ToastSoldiers · 27/04/2026 15:11

You’re better off without the ‘friend’ for sure. Enjoy your run Flowers

Gardenquestion22 · 27/04/2026 15:14

Go for a run. Also while hating to add another thing to your list - you may well get help and support from Adult Social Care. We did and it worked out as a real help in the end.

FlatCatYellowMat · 27/04/2026 15:24

You need to do it. You literally must.

I saw a person say recently that it's great to be a people pleaser, as long as one of those people is yourself. And this is well beyond being a people pleaser - you're right, this is an oxygen mask situation.
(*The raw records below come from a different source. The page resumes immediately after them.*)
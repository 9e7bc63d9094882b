use async_trait::async_trait;
use serde::{Deserialize, Serialize};
use sqlx::{query_scalar, Error as SqlxError, Type};
use uuid::Uuid;
use crate::db::DBClient;

#[derive(Serialize, Type, Deserialize, Clone, Copy)]
#[sqlx(type_name = "role_type", rename_all = "lowercase")]
pub enum RoleType {
    Admin,
    Author,
    Reader,
}

impl RoleType {
    pub fn get_value(&self) -> &str {
        match self {
            RoleType::Admin => "admin",
            RoleType::Author => "author",
            RoleType::Reader => "reader",
        }
    }
}

#[async_trait]
pub trait RoleRepository {
    async fn get_role_id_by_name(&self, name: RoleType) -> Result<Option<Uuid>, SqlxError>;
    async fn get_role_name_by_id(&self, role_id: Uuid) -> Result<Option<RoleType>, SqlxError>;
}

#[async_trait]
impl RoleRepository for DBClient {
    async fn get_role_id_by_name(&self, name: RoleType) -> Result<Option<Uuid>, SqlxError> {
        let role_id = query_scalar::<_, Uuid>(
            r#"
                SELECT id FROM roles WHERE name = $1;
            "#,
        ).bind(name).fetch_optional(&self.pool).await?;
        Ok(role_id)
    }
    async fn get_role_name_by_id(&self, role_id: Uuid) -> Result<Option<RoleType>, SqlxError> {
        let role_name = query_scalar::<_, RoleType>(
            r#"
                SELECT name FROM roles WHERE id = $1;
            "#,
        ).bind(role_id).fetch_optional(&self.pool).await?;
        Ok(role_name)
    }
}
Plus it'll help you connect with the one person you seem to have around who you say is looking out for you.

You need to bear in mind that social services have slippery shoulders (I understand why) - you need to make it clear that you can't provide the care and that your parents need external support - the moment you say you can do something, they'll grab it with both hands and close yourparent's case.
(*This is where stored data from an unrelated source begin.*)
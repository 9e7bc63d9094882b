use axum::{
    http::{StatusCode, request::Parts},
    response::{IntoResponse, Response},
    extract::{
        FromRequest,
        FromRequestParts,
        Request,
        Path,
        rejection::JsonRejection
    },
    Json,
};
use serde::{Serialize, de::DeserializeOwned};
use std::{
    fmt::{Debug, Display, Formatter, Result as FmtResult},
    error::Error,
    collections::BTreeMap
};
use validator::ValidationErrors;
use crate::dto::ErrorRouting;

#[derive(Debug, PartialEq)]
pub enum ErrorMessage {
    EmptyPassword,
    ExceededMaxPasswordLength(usize),
    InvalidHashFormat,
    HashingError,
    ServerError,
    WrongCredentials,
    EmailExist,
    SlugExist,
    UserNoLongerExist,
    TokenInvalid,
    TokenNotProvided,
    PostNotFound,
    CommentNotFound,
    ParentCommentNotFound,
    ReplyDepthExceeded,
    InvalidModerationAction,
    ModerationNotAllowed,
    PermissionDenied,
    UserNotAuthenticated,
}
#[derive(Serialize)]
pub struct ErrorResponse<'a, T> {
    pub status: &'a str,
    pub message: String,
    #[serde(skip_serializing_if = "Option::is_none")]
    pub error: Option<T>,
}
#[derive(Debug)]
pub struct HttpError<T> {
    pub status: StatusCode,
    pub message: String,
    pub error: Option<T>,
}
#[derive(Debug, Serialize)]
pub struct FieldError {
    pub field: String,
    pub messages: Vec<String>,
}
#[derive(Debug, Serialize)]
#[serde(untagged)]
pub enum ErrorPayload {
    ValidationErrors(Vec<FieldError>),
}

impl ErrorMessage {
    fn get_message(&self) -> String {
        match self {
            ErrorMessage::ServerError => "Internal Server Error. Please try again later.".to_string(),
            ErrorMessage::WrongCredentials => "Your credentials is wrong.".to_string(),
            ErrorMessage::EmailExist => "A user with this email already exists.".to_string(),
            ErrorMessage::SlugExist => "A post with this slug already exists.".to_string(),
            ErrorMessage::UserNoLongerExist => "User belonging to this token no longer exists.".to_string(),
            ErrorMessage::EmptyPassword => "Password cannot be empty.".to_string(),
            ErrorMessage::HashingError => "Error while hashing password.".to_string(),
            ErrorMessage::InvalidHashFormat => "Invalid password hash format.".to_string(),
            ErrorMessage::ExceededMaxPasswordLength(max_length) => format!("Password must not be more than {} characters.", max_length),
            ErrorMessage::TokenInvalid => "Authentication token is invalid or expired.".to_string(),
            ErrorMessage::TokenNotProvided => "You are not logged in, please provide a token.".to_string(),
            ErrorMessage::PostNotFound => "Post is not found.".to_string(),
            ErrorMessage::CommentNotFound => "Comment is not found.".to_string(),
            ErrorMessage::ParentCommentNotFound => "Parent comment is not found.".to_string(),
            ErrorMessage::ReplyDepthExceeded => "Replying to a reply is not allowed.".to_string(),
            ErrorMessage::InvalidModerationAction => "Invalid action. Use \"approve\" or \"reject\".".to_string(),
            ErrorMessage::ModerationNotAllowed => "You can only moderate comments on your own posts.".to_string(),
            ErrorMessage::PermissionDenied => "You are not allowed to perform this action.".to_string(),
            ErrorMessage::UserNotAuthenticated => "Authentication required. Please log in.".to_string(),
        }
    }
}

impl Display for ErrorMessage {
    fn fmt(&self, f: &mut Formatter<'_>) -> FmtResult {
        write!(f, "{}", self.get_message().to_owned())
    }
}

impl<'a, T> Display for ErrorResponse<'a, T> where T: Serialize {
    fn fmt(&self, f: &mut Formatter<'_>) -> FmtResult {
        write!(f, "{}", serde_json::to_string(&self).unwrap())
    }
}

impl<T> HttpError<T> where T: Serialize {
    pub fn server_error(message: impl Into<String>, error: Option<T>) -> Self {
        HttpError {
            status: StatusCode::INTERNAL_SERVER_ERROR,
            message: message.into(),
            error,
        }
    }
    pub fn bad_request(message: impl Into<String>, error: Option<T>) -> Self {
        HttpError {
            status: StatusCode::BAD_REQUEST,
            message: message.into(),
            error,
        }
    }
    pub fn not_found(message: impl Into<String>, error: Option<T>) -> Self {
        HttpError {
            status: StatusCode::NOT_FOUND,
            message: message.into(),
            error,
        }
    }
    pub fn unique_constraint_violation(message: impl Into<String>, error: Option<T>) -> Self {
        HttpError {
            status: StatusCode::CONFLICT,
            message: message.into(),
            error,
        }
    }
    pub fn unauthorized(message: impl Into<String>, error: Option<T>) -> Self {
        HttpError {
            status: StatusCode::UNAUTHORIZED,
            message: message.into(),
            error,
        }
    }
    pub fn forbidden(message: impl Into<String>, error: Option<T>) -> Self {
        HttpError {
            status: StatusCode::FORBIDDEN,
            message: message.into(),
            error,
        }
    }
}

impl<T> Display for HttpError<T> {
    fn fmt(&self, f: &mut Formatter<'_>) -> FmtResult {
        write!(
            f,
            "HttpError: message: {}, status: {}",
            self.message, self.status
        )
    }
}

impl<T> Error for HttpError<T> where T: Debug {}

impl<T> IntoResponse for HttpError<T> where T: Serialize + Debug {
    fn into_response(self) -> Response {
        let body = Json(ErrorResponse {
            status: "error",
            message: self.message,
            error: self.error,
        });
        (self.status, body).into_response()
    }
}

impl FieldError {
    pub fn collect_errors(errors: ValidationErrors) -> Vec<Self> {
        let mut error_map: BTreeMap<String, Vec<String>> = BTreeMap::new();
        for (field, messages) in errors.field_errors() {
            let entry = error_map.entry(field.to_string()).or_default();
            for message in messages {
                let msg = message
                    .message
                    .as_ref()
                    .map(|m| m.to_string())
                    .unwrap_or_else(|| message.code.to_string());
                entry.push(msg);
            }
        }
        error_map
            .into_iter()
            .map(|(field, messages)| FieldError { field, messages })
            .collect()
    }
    pub fn populate_errors(err: ValidationErrors) -> HttpError<ErrorPayload> {
        let errors = FieldError::collect_errors(err);
        HttpError::bad_request("Validation Errors", Some(ErrorPayload::ValidationErrors(errors)))
    }
}

pub struct JsonParser<T>(pub T);
impl<S, T> FromRequest<S> for JsonParser<T>
where
    Json<T>: FromRequest<S, Rejection = JsonRejection>,
    S: Send + Sync,
{
    type Rejection = (StatusCode, Json<ErrorRouting>);

    async fn from_request(req: Request, state: &S) -> Result<Self, Self::Rejection> {
        let (parts, body) = req.into_parts();
        let req_body = Request::from_parts(parts, body);
        match Json::<T>::from_request(req_body, state).await {
            Ok(value) => Ok(Self(value.0)),
            Err(rejection) => {
                let payload = ErrorRouting{
                    status: "error".to_string(),
                    message: rejection.body_text(),
                };
                Err((rejection.status(), Json(payload)))
            }
        }
    }
}

pub struct PathParser<T>(pub T);
impl<S, T> FromRequestParts<S> for PathParser<T>
where
    T: DeserializeOwned + Send + Sync,
    S: Send + Sync,
{
    type Rejection = (StatusCode, Json<ErrorRouting>);
    async fn from_request_parts(parts: &mut Parts, state: &S) -> Result<Self, Self::Rejection> {
        match Path::<T>::from_request_parts(parts, state).await {
            Ok(value) => Ok(Self(value.0)),
            Err(rejection) => {
                let payload = ErrorRouting {
                    status: "error".to_string(),
                    message: rejection.to_string(),
                };
                Err((StatusCode::BAD_REQUEST, Json(payload)))
            }
        }
    }
}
BernardButlersBra · 27/04/2026 15:27

Peacepot · 27/04/2026 14:29

I can't, she's blocked me 🤣

Is she always so immature and childish? She must know other people can and do have other stuff going on as well

BernardButlersBra · 27/04/2026 15:28

But yeah go for the run! Self care is definitely needed

murasaki · 27/04/2026 15:28

I can't imagine why anyone has said YABU. I hope you've enjoyed your run.
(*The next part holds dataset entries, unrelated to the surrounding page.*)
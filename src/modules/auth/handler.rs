use std::sync::Arc;
use axum::{
    Extension,
    Router,
    http::StatusCode,
    response::IntoResponse,
    routing::post
};
use axum_extra::extract::cookie::{Cookie, CookieJar};
use sqlx::Error as SqlxError;
use validator::Validate;
use crate::{
    AppState,
    dto::{HttpResult, SuccessResponse},
    error::{ErrorMessage, ErrorPayload, FieldError, HttpError, JsonParser},
    modules::{
        auth::dto::{SignInRequest, SignUpRequest},
        role::model::{RoleRepository, RoleType},
        user::{
            dto::UserResponse,
            model::{NewUser, User, UserRepository}
        },
    },
    utils::{jwt, password}
};

pub fn auth_router() -> Router {
    Router::new()
        .route("/sign-up", post(sign_up))
        .route("/sign-in", post(sign_in))
}
async fn user_by_email(email: &str, app_state: Arc<AppState>) -> Result<Option<User>, HttpError<ErrorPayload>> {
    let user = app_state.db_client
        .get_user_by_email(email).await
        .map_err(|e| HttpError::server_error(e.to_string(), None))?;
    Ok(user)
}

async fn sign_up(
    Extension(app_state): Extension<Arc<AppState>>,
    JsonParser(body): JsonParser<SignUpRequest>
) -> HttpResult<impl IntoResponse> {
    body.validate().map_err(FieldError::populate_errors)?;
    let user = user_by_email(&body.email, app_state.clone()).await?;
    if user.is_some() {
        return Err(HttpError::unique_constraint_violation(
            ErrorMessage::EmailExist.to_string(), None
        ));
    }
    let hash_password = password::hash(&body.password)
        .map_err(|e| HttpError::server_error(e.to_string(), None))?;
    let role_id = app_state.db_client.get_role_id_by_name(RoleType::Reader).await
        .map_err(|_| HttpError::server_error(ErrorMessage::ServerError.to_string(), None))?
        .ok_or(HttpError::server_error(ErrorMessage::ServerError.to_string(), None))?;
    let user_data = NewUser {
        role_id,
        name: &body.name,
        email: &body.email,
        password: hash_password,
    };
    let result = app_state.db_client.save_user(user_data).await;
    match result {
        Err(SqlxError::Database(db_err)) => {
            tracing::error!("sign_up insert failed: {}", db_err);
            Err(HttpError::server_error(ErrorMessage::ServerError.to_string(), None))
        }
        Err(_) => Err(HttpError::server_error(ErrorMessage::ServerError.to_string(), None)),
        Ok((user, role_type)) => {
            let user_response = UserResponse::get_user_response(&user, role_type.get_value().to_string());
            Ok((
                StatusCode::CREATED,
                SuccessResponse::new("Registration is successful! You can now sign in.", Some(user_response))
            ))
        }
    }
}

async fn sign_in(
    Extension(app_state): Extension<Arc<AppState>>,
    cookie_jar: CookieJar,
    JsonParser(body): JsonParser<SignInRequest>
) -> HttpResult<impl IntoResponse> {
    body.validate().map_err(FieldError::populate_errors)?;
    let user = user_by_email(&body.email, app_state.clone()).await?
        .ok_or(HttpError::unauthorized(ErrorMessage::WrongCredentials.to_string(), None))?;
    let password_matches = password::compare(&body.password, &user.password)
        .map_err(|_| HttpError::unauthorized(ErrorMessage::WrongCredentials.to_string(), None))?;
    if !password_matches {
        return Err(HttpError::unauthorized(ErrorMessage::WrongCredentials.to_string(), None));
    }
    let role_type = app_state.db_client.get_role_name_by_id(user.role_id).await
        .map_err(|_| HttpError::server_error(ErrorMessage::ServerError.to_string(), None))?
        .ok_or(HttpError::server_error(ErrorMessage::ServerError.to_string(), None))?;
    let token = jwt::create_token(
        &user.id.to_string(),
        app_state.env.jwt_secret.as_bytes(),
        app_state.env.jwt_max_age,
    ).map_err(|_| HttpError::server_error(ErrorMessage::ServerError.to_string(), None))?;
    let cookie = Cookie::build(("token", token))
        .path("/")
        .max_age(time::Duration::minutes(app_state.env.jwt_max_age))
        .http_only(true)
        .build();
    let user_response = UserResponse::get_user_response(&user, role_type.get_value().to_string());
    Ok((
        cookie_jar.add(cookie),
        SuccessResponse::new("Signed in successfully.", Some(user_response))
    ))
}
Hollowvoice · 27/04/2026 15:33

I hope you come back from your run feeling refreshed

CanaryLibra · 27/04/2026 15:36

I am watching a good friend literally crumble under the weight of her selfish, wealthy, stingy parents expectations that she will be at their beck and call whilst they refuse to accept or to pay for any help from outside agencies.

Go for the run.

durdledoris · 27/04/2026 15:41

You can't drink out of an empty cup op - if running is your thing, go for it!

getearnow · 27/04/2026 15:44

Wow you are a superwoman for juggling all that, and wanting to run!
You need to continue to care for yourself so that you are able to care for others, don’t ask us for permission ever again.
Sounds like you raised a good lad that’s willing to help his granddad without being asked.

cestlavielife · 27/04/2026 15:44

Go for a run

REP22 · 27/04/2026 15:46

Enjoy every minute of your run, and all the runs that are to come. You need you too and you are important. Others' wants do not get to trump yours above all else.

You might want to check out the Cockroach Cafe on MN - Cockroach cafe - Spring to Summer 2026 | Mumsnet an absolute bastion of wisdom, kindness, solidarity and support for those navigating the choppy waters of elderly parents. No judgement there - and plenty of people who also have other, younger dependent whose needs they also have to factor-in. x

Page 19 | Cockroach cafe - Spring to Summer 2026 | Mumsnet

New thread for us all to gather and have tea, cake and something from the stronger shelf as needed. Keeping the cockroach name in honour of those who...

https://www.mumsnet.com/talk/elderly_parents/5503705-cockroach-cafe-spring-to-summer-2026?reply=151817885&utm_campaign=Mumsnet_Watched_Thread_Notification_New_Talk&utm_medium=email&utm_source=echobox

Delphiniumandlupins · 27/04/2026 16:06

Run. You'll be much more effective afterwards. Sounds like you may need to be a little firmer in several areas of your life too, eg your parents may need to accept support from other agencies because you simply can't do everything for them.

Poodlelove · 27/04/2026 16:11

Go for a run.
Do what ever you need to do to keep sane.
Hire a cleaner as a one off as it's not expensive and let your BF help with whatever you need.

It does get better ❤️

Pistachiocake · 27/04/2026 16:16

It sounds like you feel guilty for leaving your mum, and a lot of people won't believe that they leave old. ill people in chairs for literally days in AE now. They do, but you can't be there literally all the time-is there anyone who could share this with you? I would forget that friend of yours-she doesn't sound like a friend at all.

Whatafustercluck · 27/04/2026 16:43

As a fellow overwhelmed and overloaded, running on fumes and now with a horrible cold, yes do make time for yourself. Swimming is my thing and I haven't been swimming for over a week now for various reasons. It makes me feel even crabbier.

Who will keep all those plates spinning and caring for others when you burn yourself out?